use thiserror::Error;

#[derive(Debug, Error)]
pub enum AgentError {
    #[error("unknown agent: {0}")]
    UnknownAgent(String),

    #[error("provider error: {0}")]
    Provider(#[from] hydra_gateway::ProviderError),

    #[error("no AI provider configured")]
    NoProvider,

    #[error("database error: {0}")]
    Database(#[from] rusqlite::Error),

    #[error("I/O error: {0}")]
    Io(#[from] std::io::Error),

    #[error("skill parse error in {path}: {reason}")]
    SkillParse { path: String, reason: String },
}

pub type Result<T> = std::result::Result<T, AgentError>;
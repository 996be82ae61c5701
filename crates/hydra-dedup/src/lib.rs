pub mod cache;
pub mod engine;
pub mod simhash;

pub use cache::OrderedCache;
pub use engine::{DedupEngine, DedupEngineConfig, DedupStatsSnapshot, DuplicateReason, MIN_TEXT_LENGTH};
pub use simhash::{hamming_distance, normalize, simhash as fingerprint, similarity};
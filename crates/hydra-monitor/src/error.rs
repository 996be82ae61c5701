use thiserror::Error;

/// Errors surfaced by the composition root itself — distinct from the
/// per-crate errors of the pipelines it wires together, which are logged
/// and swallowed at the point they occur.
#[derive(Debug, Error)]
pub enum MonitorError {
    #[error("configuration error: {0}")]
    Config(String),

    #[error("database error: {0}")]
    Database(#[from] rusqlite::Error),

    #[error("channel error: {0}")]
    Channel(#[from] hydra_channels::ChannelError),

    #[error("I/O error: {0}")]
    Io(#[from] std::io::Error),
}

pub type Result<T> = std::result::Result<T, MonitorError>;
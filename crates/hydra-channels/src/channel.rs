use async_trait::async_trait;

use crate::{
    error::ChannelError,
    types::{ChannelStatus, ForwardRef, OutboundMessage},
};

/// Common interface implemented by every channel adapter (Telegram, Discord, WebChat, …).
///
/// Implementations must be `Send + Sync` so they can be stored in a `ChannelManager`
/// and driven from multiple Tokio tasks.
#[async_trait]
pub trait Channel: Send + Sync {
    /// Stable lowercase identifier for this channel (e.g. `"telegram"`).
    ///
    /// The name is used as the key inside [`ChannelManager`](crate::manager::ChannelManager)
    /// and must be unique across all registered adapters.
    fn name(&self) -> &str;

    /// Establish the connection to the external service.
    ///
    /// Implementations should transition their internal state to
    /// [`ChannelStatus::Connected`] on success.
    async fn connect(&mut self) -> Result<(), ChannelError>;

    /// Gracefully close the connection.
    ///
    /// Implementations should transition their internal state to
    /// [`ChannelStatus::Disconnected`] on success.
    async fn disconnect(&mut self) -> Result<(), ChannelError>;

    /// Deliver a single outbound message to the channel.
    ///
    /// This is intentionally `&self` (shared reference) so that a connected
    /// adapter can send concurrently without a mutable borrow.
    async fn send(&self, msg: &OutboundMessage) -> Result<(), ChannelError>;

    /// Forward a previously-received message to another chat using the
    /// platform's native forward primitive, preserving origin attribution.
    ///
    /// Default implementation degrades to re-sending a plain-text stand-in,
    /// for platforms/tests that don't implement native forwarding; real
    /// adapters (Telegram) override this with `forward_messages`.
    async fn forward(&self, forward_ref: &ForwardRef) -> Result<(), ChannelError> {
        self.send(&OutboundMessage {
            channel: forward_ref.channel.clone(),
            recipient_id: forward_ref.to_chat_id.clone(),
            content: format!(
                "[forwarded message {} from {}]",
                forward_ref.message_id, forward_ref.from_chat_id
            ),
            format: crate::types::MessageFormat::PlainText,
            link_preview: false,
        })
        .await
    }

    /// Return the current runtime status without blocking.
    fn status(&self) -> ChannelStatus;
}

### Work order
Once you have identified the lines above that contain "enum", copy each of them.

### Answer
pub enum AgentError {
pub enum MonitorError {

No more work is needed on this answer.